Reproduce the entries. Each one must match the original exactly.

(Beginning of Exercise inputs)

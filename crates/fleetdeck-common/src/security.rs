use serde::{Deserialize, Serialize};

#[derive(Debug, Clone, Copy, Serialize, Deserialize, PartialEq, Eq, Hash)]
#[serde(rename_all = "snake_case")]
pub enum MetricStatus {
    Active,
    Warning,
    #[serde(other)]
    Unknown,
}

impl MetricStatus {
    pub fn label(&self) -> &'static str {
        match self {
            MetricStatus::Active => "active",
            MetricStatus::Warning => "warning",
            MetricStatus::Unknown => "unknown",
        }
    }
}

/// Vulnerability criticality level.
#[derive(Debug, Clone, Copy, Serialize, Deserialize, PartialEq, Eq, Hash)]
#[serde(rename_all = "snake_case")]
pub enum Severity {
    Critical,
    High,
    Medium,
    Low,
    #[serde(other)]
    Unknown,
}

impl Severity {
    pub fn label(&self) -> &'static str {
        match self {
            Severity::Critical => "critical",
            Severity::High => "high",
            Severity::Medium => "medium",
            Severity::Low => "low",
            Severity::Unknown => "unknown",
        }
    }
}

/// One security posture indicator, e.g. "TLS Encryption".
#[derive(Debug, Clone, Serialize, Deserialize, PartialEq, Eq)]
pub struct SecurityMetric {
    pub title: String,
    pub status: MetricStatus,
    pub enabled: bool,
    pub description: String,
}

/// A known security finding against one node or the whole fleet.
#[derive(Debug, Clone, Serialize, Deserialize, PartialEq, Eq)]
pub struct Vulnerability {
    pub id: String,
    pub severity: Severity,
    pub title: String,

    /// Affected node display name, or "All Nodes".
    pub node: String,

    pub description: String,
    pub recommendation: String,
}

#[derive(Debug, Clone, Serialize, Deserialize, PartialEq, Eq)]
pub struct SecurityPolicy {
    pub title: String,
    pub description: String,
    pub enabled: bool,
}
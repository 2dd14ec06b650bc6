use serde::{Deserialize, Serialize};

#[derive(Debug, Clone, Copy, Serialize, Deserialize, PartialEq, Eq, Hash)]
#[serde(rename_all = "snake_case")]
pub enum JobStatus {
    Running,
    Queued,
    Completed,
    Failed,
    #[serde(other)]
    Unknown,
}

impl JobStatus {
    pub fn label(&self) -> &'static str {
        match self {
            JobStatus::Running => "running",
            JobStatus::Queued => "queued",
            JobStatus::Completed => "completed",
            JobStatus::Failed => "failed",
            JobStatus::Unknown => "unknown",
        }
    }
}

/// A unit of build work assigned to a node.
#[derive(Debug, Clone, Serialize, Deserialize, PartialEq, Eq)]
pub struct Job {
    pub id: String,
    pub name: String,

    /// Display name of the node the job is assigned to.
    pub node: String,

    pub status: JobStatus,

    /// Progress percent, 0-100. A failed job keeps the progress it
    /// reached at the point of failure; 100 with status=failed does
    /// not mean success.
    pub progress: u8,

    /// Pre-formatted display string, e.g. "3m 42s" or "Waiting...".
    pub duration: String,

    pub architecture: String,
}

(End of Exercise inputs)

Solution to this task:
filename crates/fleetdeck-common/src/security.rs
use serde::{Deserialize, Serialize};

#[derive(Debug, Clone, Copy, Serialize, Deserialize, PartialEq, Eq, Hash)]
#[serde(rename_all = "snake_case")]
pub enum MetricStatus {
    Active,
    Warning,
    #[serde(other)]
    Unknown,
}

impl MetricStatus {
    pub fn label(&self) -> &'static str {
        match self {
            MetricStatus::Active => "active",
            MetricStatus::Warning => "warning",
            MetricStatus::Unknown => "unknown",
        }
    }
}

/// Vulnerability criticality level.
#[derive(Debug, Clone, Copy, Serialize, Deserialize, PartialEq, Eq, Hash)]
#[serde(rename_all = "snake_case")]
pub enum Severity {
    Critical,
    High,
    Medium,
    Low,
    #[serde(other)]
    Unknown,
}

impl Severity {
    pub fn label(&self) -> &'static str {
        match self {
            Severity::Critical => "critical",
            Severity::High => "high",
            Severity::Medium => "medium",
            Severity::Low => "low",
            Severity::Unknown => "unknown",
        }
    }
}

/// One security posture indicator, e.g. "TLS Encryption".
#[derive(Debug, Clone, Serialize, Deserialize, PartialEq, Eq)]
pub struct SecurityMetric {
    pub title: String,
    pub status: MetricStatus,
    pub enabled: bool,
    pub description: String,
}

/// A known security finding against one node or the whole fleet.
#[derive(Debug, Clone, Serialize, Deserialize, PartialEq, Eq)]
pub struct Vulnerability {
    pub id: String,
    pub severity: Severity,
    pub title: String,

    /// Affected node display name, or "All Nodes".
    pub node: String,

    pub description: String,
    pub recommendation: String,
}

#[derive(Debug, Clone, Serialize, Deserialize, PartialEq, Eq)]
pub struct SecurityPolicy {
    pub title: String,
    pub description: String,
    pub enabled: bool,
}
repository 2dd14ec06b650bc6
use serde::{Deserialize, Serialize};

#[derive(Debug, Clone, Copy, Serialize, Deserialize, PartialEq, Eq, Hash)]
#[serde(rename_all = "snake_case")]
pub enum JobStatus {
    Running,
    Queued,
    Completed,
    Failed,
    #[serde(other)]
    Unknown,
}

impl JobStatus {
    pub fn label(&self) -> &'static str {
        match self {
            JobStatus::Running => "running",
            JobStatus::Queued => "queued",
            JobStatus::Completed => "completed",
            JobStatus::Failed => "failed",
            JobStatus::Unknown => "unknown",
        }
    }
}

/// A unit of build work assigned to a node.
#[derive(Debug, Clone, Serialize, Deserialize, PartialEq, Eq)]
pub struct Job {
    pub id: String,
    pub name: String,

    /// Display name of the node the job is assigned to.
    pub node: String,

    pub status: JobStatus,

    /// Progress percent, 0-100. A failed job keeps the progress it
    /// reached at the point of failure; 100 with status=failed does
    /// not mean success.
    pub progress: u8,

    /// Pre-formatted display string, e.g. "3m 42s" or "Waiting...".
    pub duration: String,

    pub architecture: String,
}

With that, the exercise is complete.